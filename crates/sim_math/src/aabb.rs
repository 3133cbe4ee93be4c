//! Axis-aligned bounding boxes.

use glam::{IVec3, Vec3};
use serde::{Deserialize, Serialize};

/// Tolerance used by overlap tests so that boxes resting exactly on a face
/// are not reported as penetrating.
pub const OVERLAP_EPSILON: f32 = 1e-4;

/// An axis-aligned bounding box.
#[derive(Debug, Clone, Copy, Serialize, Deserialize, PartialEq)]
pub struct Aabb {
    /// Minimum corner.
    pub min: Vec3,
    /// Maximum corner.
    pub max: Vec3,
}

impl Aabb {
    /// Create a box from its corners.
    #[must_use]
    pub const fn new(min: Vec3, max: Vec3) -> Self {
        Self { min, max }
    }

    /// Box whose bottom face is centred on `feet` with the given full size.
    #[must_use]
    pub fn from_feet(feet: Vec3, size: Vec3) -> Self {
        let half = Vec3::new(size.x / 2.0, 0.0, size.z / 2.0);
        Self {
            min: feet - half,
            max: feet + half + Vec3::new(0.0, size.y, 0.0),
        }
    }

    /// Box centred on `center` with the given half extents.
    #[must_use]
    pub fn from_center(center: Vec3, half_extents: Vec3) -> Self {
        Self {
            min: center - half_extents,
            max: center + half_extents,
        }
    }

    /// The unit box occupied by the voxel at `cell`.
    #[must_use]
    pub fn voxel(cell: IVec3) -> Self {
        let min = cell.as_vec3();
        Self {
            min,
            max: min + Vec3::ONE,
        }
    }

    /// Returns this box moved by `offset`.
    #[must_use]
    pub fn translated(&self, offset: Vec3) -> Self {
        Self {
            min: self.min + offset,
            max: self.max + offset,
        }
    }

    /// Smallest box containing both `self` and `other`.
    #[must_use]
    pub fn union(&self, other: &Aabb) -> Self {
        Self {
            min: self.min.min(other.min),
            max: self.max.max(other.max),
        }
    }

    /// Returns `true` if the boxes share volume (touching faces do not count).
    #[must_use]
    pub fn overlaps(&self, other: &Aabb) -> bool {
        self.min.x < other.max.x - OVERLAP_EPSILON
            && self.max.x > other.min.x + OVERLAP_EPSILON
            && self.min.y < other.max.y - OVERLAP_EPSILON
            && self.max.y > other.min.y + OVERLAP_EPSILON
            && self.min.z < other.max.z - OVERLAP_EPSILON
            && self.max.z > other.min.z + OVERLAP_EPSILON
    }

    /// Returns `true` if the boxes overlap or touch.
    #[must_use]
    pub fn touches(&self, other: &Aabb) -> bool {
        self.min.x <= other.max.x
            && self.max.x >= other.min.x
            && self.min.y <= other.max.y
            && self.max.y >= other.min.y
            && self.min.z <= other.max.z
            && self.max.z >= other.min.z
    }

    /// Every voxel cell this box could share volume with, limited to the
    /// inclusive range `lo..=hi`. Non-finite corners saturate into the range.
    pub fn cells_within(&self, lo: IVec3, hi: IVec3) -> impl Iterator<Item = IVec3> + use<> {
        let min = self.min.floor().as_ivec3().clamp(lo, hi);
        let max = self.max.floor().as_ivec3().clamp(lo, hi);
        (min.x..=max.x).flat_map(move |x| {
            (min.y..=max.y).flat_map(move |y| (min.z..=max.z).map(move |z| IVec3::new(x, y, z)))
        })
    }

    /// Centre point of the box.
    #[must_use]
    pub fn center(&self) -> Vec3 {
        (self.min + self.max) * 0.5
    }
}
______________________________
> **Exercise**: The whole listing above should be output again exactly.

> **Exercise response**:
filename crates/sim_math/src/aabb.rs
repository 3133cbe4ee93be4c
//! Axis-aligned bounding boxes.

use glam::{IVec3, Vec3};
use serde::{Deserialize, Serialize};

/// Tolerance used by overlap tests so that boxes resting exactly on a face
/// are not reported as penetrating.
pub const OVERLAP_EPSILON: f32 = 1e-4;

/// An axis-aligned bounding box.
#[derive(Debug, Clone, Copy, Serialize, Deserialize, PartialEq)]
pub struct Aabb {
    /// Minimum corner.
    pub min: Vec3,
    /// Maximum corner.
    pub max: Vec3,
}

impl Aabb {
    /// Create a box from its corners.
    #[must_use]
    pub const fn new(min: Vec3, max: Vec3) -> Self {
        Self { min, max }
    }

    /// Box whose bottom face is centred on `feet` with the given full size.
    #[must_use]
    pub fn from_feet(feet: Vec3, size: Vec3) -> Self {
        let half = Vec3::new(size.x / 2.0, 0.0, size.z / 2.0);
        Self {
            min: feet - half,
            max: feet + half + Vec3::new(0.0, size.y, 0.0),
        }
    }

    /// Box centred on `center` with the given half extents.
    #[must_use]
    pub fn from_center(center: Vec3, half_extents: Vec3) -> Self {
        Self {
            min: center - half_extents,
            max: center + half_extents,
        }
    }

    /// The unit box occupied by the voxel at `cell`.
    #[must_use]
    pub fn voxel(cell: IVec3) -> Self {
        let min = cell.as_vec3();
        Self {
            min,
            max: min + Vec3::ONE,
        }
    }

    /// Returns this box moved by `offset`.
    #[must_use]
    pub fn translated(&self, offset: Vec3) -> Self {
        Self {
            min: self.min + offset,
            max: self.max + offset,
        }
    }

    /// Smallest box containing both `self` and `other`.
    #[must_use]
    pub fn union(&self, other: &Aabb) -> Self {
        Self {
            min: self.min.min(other.min),
            max: self.max.max(other.max),
        }
    }

    /// Returns `true` if the boxes share volume (touching faces do not count).
    #[must_use]
    pub fn overlaps(&self, other: &Aabb) -> bool {
        self.min.x < other.max.x - OVERLAP_EPSILON
            && self.max.x > other.min.x + OVERLAP_EPSILON
            && self.min.y < other.max.y - OVERLAP_EPSILON
            && self.max.y > other.min.y + OVERLAP_EPSILON
            && self.min.z < other.max.z - OVERLAP_EPSILON
            && self.max.z > other.min.z + OVERLAP_EPSILON
    }

    /// Returns `true` if the boxes overlap or touch.
    #[must_use]
    pub fn touches(&self, other: &Aabb) -> bool {
        self.min.x <= other.max.x
            && self.max.x >= other.min.x
            && self.min.y <= other.max.y
            && self.max.y >= other.min.y
            && self.min.z <= other.max.z
            && self.max.z >= other.min.z
    }

    /// Every voxel cell this box could share volume with, limited to the
    /// inclusive range `lo..=hi`. Non-finite corners saturate into the range.
    pub fn cells_within(&self, lo: IVec3, hi: IVec3) -> impl Iterator<Item = IVec3> + use<> {
        let min = self.min.floor().as_ivec3().clamp(lo, hi);
        let max = self.max.floor().as_ivec3().clamp(lo, hi);
        (min.x..=max.x).flat_map(move |x| {
            (min.y..=max.y).flat_map(move |y| (min.z..=max.z).map(move |z| IVec3::new(x, y, z)))
        })
    }

    /// Centre point of the box.
    #[must_use]
    pub fn center(&self) -> Vec3 {
        (self.min + self.max) * 0.5
    }
}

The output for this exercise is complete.